Tally how many lines in the data hold the word "DrawVert", and give the result with no other text.

Dataset entries
────────────────────────────────────────
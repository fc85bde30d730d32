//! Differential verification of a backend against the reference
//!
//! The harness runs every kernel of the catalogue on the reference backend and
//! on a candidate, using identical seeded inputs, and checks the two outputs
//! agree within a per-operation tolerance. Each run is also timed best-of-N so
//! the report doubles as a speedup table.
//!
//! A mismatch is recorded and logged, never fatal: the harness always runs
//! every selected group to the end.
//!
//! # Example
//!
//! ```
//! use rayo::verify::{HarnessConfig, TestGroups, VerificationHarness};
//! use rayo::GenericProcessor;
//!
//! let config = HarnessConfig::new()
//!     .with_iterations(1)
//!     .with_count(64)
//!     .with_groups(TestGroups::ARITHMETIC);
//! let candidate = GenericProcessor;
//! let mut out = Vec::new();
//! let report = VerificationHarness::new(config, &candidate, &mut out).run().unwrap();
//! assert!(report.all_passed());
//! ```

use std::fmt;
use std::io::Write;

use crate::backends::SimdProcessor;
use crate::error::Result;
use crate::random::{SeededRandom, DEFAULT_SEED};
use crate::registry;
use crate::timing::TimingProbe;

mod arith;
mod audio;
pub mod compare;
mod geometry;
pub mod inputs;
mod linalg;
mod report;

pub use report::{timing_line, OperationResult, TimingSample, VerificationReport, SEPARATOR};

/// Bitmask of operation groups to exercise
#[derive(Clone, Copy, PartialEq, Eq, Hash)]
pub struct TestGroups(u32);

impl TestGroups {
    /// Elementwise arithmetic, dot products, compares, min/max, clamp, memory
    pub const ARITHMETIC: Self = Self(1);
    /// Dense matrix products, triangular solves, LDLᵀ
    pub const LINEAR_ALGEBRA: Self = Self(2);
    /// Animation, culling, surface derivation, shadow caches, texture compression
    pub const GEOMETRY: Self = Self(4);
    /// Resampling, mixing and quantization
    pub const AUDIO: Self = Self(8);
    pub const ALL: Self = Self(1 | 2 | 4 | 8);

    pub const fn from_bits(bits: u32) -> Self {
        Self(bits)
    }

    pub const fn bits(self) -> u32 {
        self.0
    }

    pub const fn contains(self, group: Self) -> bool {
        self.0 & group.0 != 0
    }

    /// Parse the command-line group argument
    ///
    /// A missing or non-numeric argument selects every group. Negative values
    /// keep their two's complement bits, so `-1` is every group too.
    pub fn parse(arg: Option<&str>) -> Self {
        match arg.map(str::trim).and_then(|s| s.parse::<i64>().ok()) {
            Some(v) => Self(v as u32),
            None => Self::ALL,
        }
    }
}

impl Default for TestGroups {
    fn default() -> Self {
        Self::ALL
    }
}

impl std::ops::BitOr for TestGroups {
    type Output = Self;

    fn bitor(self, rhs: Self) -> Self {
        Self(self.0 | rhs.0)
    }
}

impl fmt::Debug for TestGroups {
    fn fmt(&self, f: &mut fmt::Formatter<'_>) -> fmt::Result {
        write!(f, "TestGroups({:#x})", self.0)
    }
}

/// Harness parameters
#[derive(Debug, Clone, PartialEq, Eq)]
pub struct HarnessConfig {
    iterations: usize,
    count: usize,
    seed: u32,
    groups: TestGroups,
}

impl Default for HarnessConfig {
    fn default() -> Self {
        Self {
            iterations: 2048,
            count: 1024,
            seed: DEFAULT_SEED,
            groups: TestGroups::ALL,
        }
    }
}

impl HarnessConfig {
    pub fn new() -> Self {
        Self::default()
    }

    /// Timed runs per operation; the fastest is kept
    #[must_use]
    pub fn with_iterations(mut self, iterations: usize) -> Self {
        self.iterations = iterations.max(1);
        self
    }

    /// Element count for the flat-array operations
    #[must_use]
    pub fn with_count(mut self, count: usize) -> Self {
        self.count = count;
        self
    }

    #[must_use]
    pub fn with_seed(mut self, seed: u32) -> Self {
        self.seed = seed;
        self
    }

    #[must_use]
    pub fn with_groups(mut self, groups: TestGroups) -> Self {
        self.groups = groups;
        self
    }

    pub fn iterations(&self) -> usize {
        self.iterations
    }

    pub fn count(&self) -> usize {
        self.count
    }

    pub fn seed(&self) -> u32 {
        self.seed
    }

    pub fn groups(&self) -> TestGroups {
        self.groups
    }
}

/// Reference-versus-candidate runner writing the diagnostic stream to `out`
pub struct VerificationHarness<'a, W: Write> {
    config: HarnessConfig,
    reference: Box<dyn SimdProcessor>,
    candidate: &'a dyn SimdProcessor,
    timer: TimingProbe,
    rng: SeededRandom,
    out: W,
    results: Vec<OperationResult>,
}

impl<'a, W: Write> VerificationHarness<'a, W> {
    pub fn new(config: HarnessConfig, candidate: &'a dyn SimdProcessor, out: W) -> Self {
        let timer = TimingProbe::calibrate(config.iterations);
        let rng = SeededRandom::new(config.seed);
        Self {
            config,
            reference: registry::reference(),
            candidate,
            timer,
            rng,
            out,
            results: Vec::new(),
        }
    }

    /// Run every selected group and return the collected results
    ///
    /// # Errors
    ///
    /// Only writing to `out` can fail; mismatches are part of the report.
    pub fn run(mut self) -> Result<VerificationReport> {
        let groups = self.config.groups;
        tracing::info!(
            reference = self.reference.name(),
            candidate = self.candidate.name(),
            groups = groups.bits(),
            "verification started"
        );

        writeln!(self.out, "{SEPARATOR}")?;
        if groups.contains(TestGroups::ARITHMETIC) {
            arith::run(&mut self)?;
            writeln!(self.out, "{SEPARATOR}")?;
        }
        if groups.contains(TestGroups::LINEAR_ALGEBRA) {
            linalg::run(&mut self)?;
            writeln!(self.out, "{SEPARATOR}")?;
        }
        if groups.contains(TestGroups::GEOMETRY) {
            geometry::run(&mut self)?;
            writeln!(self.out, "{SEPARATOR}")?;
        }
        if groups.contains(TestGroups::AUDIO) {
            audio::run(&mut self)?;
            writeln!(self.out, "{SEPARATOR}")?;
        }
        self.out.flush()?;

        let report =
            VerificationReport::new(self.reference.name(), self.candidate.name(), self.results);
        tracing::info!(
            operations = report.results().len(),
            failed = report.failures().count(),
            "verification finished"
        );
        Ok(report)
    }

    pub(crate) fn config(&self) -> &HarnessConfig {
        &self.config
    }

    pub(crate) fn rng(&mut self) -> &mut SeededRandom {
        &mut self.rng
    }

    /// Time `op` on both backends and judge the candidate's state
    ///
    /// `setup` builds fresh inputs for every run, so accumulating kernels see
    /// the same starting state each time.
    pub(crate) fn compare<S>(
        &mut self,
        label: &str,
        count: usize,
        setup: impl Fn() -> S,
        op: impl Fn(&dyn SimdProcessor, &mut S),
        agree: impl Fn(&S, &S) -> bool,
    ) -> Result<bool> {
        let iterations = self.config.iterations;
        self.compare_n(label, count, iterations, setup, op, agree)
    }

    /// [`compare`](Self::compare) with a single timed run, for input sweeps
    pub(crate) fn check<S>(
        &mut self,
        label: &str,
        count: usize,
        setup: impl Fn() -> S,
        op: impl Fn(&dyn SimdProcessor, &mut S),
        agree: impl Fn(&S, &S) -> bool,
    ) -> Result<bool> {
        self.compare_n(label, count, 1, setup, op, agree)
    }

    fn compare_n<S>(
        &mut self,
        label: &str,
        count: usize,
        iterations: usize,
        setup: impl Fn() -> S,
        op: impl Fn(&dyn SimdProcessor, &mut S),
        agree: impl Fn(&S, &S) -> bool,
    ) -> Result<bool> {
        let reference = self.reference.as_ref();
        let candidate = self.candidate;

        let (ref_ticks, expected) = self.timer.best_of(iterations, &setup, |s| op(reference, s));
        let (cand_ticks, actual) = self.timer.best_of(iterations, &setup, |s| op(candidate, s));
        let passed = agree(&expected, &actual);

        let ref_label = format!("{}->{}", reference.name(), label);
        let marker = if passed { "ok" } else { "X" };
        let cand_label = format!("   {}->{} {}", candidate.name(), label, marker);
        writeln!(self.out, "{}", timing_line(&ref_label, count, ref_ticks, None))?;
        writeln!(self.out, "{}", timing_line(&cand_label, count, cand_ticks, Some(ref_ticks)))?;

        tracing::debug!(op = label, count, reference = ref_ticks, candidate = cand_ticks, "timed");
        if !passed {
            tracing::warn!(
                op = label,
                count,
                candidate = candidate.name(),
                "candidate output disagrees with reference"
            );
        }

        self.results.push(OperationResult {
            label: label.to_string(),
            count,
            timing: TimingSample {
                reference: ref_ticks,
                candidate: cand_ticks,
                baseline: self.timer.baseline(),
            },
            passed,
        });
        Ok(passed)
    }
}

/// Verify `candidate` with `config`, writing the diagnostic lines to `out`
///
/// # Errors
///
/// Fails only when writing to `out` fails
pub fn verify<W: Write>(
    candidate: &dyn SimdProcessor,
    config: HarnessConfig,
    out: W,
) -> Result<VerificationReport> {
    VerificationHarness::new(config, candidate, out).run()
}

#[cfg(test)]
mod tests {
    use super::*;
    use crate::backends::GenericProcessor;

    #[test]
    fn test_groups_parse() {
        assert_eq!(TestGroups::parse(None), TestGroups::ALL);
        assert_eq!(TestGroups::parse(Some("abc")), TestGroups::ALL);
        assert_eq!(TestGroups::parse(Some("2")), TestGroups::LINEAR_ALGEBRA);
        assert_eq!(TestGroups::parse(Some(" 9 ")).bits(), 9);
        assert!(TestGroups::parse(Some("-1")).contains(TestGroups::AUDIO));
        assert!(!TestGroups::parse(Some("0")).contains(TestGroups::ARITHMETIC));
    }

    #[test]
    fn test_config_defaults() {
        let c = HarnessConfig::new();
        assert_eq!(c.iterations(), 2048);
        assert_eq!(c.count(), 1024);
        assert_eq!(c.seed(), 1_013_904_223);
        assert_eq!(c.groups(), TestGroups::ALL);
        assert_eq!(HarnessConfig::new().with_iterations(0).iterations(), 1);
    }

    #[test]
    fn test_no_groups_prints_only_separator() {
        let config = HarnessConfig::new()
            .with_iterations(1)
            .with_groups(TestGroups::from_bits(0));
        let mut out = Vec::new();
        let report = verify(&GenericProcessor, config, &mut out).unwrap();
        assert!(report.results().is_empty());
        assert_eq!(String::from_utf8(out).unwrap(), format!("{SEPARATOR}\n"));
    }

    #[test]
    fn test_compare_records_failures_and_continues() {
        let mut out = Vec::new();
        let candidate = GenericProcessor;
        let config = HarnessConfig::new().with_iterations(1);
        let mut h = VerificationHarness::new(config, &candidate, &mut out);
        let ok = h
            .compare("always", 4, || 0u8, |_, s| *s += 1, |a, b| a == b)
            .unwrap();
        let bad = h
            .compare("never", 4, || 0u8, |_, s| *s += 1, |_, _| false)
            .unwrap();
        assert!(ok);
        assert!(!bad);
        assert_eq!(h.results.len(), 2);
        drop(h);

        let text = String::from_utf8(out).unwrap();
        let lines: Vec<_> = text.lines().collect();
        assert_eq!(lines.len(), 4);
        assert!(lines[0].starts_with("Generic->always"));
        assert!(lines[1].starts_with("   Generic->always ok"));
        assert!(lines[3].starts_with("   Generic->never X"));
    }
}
────────────────────────────────────────
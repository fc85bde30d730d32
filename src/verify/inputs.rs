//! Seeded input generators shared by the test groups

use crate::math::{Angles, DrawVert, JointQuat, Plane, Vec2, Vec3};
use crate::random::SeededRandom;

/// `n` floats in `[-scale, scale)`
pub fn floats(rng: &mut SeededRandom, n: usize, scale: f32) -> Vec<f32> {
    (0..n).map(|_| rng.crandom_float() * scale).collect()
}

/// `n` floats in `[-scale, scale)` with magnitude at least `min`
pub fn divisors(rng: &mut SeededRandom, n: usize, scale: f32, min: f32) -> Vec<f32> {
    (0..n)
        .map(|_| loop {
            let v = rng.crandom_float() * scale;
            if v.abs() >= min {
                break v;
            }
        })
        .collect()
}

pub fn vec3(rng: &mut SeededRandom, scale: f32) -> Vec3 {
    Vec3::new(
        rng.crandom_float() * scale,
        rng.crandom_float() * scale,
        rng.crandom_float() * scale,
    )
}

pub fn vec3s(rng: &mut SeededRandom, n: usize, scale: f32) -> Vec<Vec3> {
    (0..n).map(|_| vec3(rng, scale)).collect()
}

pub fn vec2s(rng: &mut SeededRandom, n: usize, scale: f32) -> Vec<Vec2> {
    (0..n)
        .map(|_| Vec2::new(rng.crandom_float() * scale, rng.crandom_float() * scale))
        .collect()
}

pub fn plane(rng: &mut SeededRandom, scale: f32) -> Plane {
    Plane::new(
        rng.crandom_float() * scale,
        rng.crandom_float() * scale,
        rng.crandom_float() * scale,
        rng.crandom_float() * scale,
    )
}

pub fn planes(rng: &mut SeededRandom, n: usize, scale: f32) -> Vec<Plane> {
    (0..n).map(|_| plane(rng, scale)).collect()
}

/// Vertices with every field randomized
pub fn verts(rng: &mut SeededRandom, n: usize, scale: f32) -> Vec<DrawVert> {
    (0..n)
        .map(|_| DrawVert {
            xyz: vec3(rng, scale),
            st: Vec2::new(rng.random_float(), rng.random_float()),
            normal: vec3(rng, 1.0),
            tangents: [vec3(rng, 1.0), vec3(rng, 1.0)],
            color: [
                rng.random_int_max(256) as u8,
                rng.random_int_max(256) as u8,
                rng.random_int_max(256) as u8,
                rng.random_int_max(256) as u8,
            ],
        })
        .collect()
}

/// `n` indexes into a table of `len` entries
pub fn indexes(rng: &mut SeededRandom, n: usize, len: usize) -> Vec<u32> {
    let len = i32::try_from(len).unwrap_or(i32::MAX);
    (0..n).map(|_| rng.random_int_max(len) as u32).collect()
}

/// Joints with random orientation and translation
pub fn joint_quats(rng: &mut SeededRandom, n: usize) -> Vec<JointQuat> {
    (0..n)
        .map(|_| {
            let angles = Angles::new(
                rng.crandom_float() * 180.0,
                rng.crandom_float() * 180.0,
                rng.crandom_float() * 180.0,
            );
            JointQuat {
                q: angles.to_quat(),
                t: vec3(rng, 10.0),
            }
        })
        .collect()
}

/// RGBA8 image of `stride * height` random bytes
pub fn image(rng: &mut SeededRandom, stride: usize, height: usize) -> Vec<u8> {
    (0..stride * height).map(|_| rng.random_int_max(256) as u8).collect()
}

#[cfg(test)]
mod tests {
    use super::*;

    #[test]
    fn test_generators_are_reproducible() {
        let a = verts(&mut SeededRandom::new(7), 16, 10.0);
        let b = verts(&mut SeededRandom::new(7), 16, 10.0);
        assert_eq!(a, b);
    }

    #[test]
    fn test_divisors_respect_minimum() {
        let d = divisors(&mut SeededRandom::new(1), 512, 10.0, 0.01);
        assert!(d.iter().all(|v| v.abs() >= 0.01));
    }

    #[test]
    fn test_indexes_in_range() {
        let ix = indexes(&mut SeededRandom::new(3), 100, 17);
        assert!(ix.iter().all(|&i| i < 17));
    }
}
────────────────────────────────────────
Your solution
3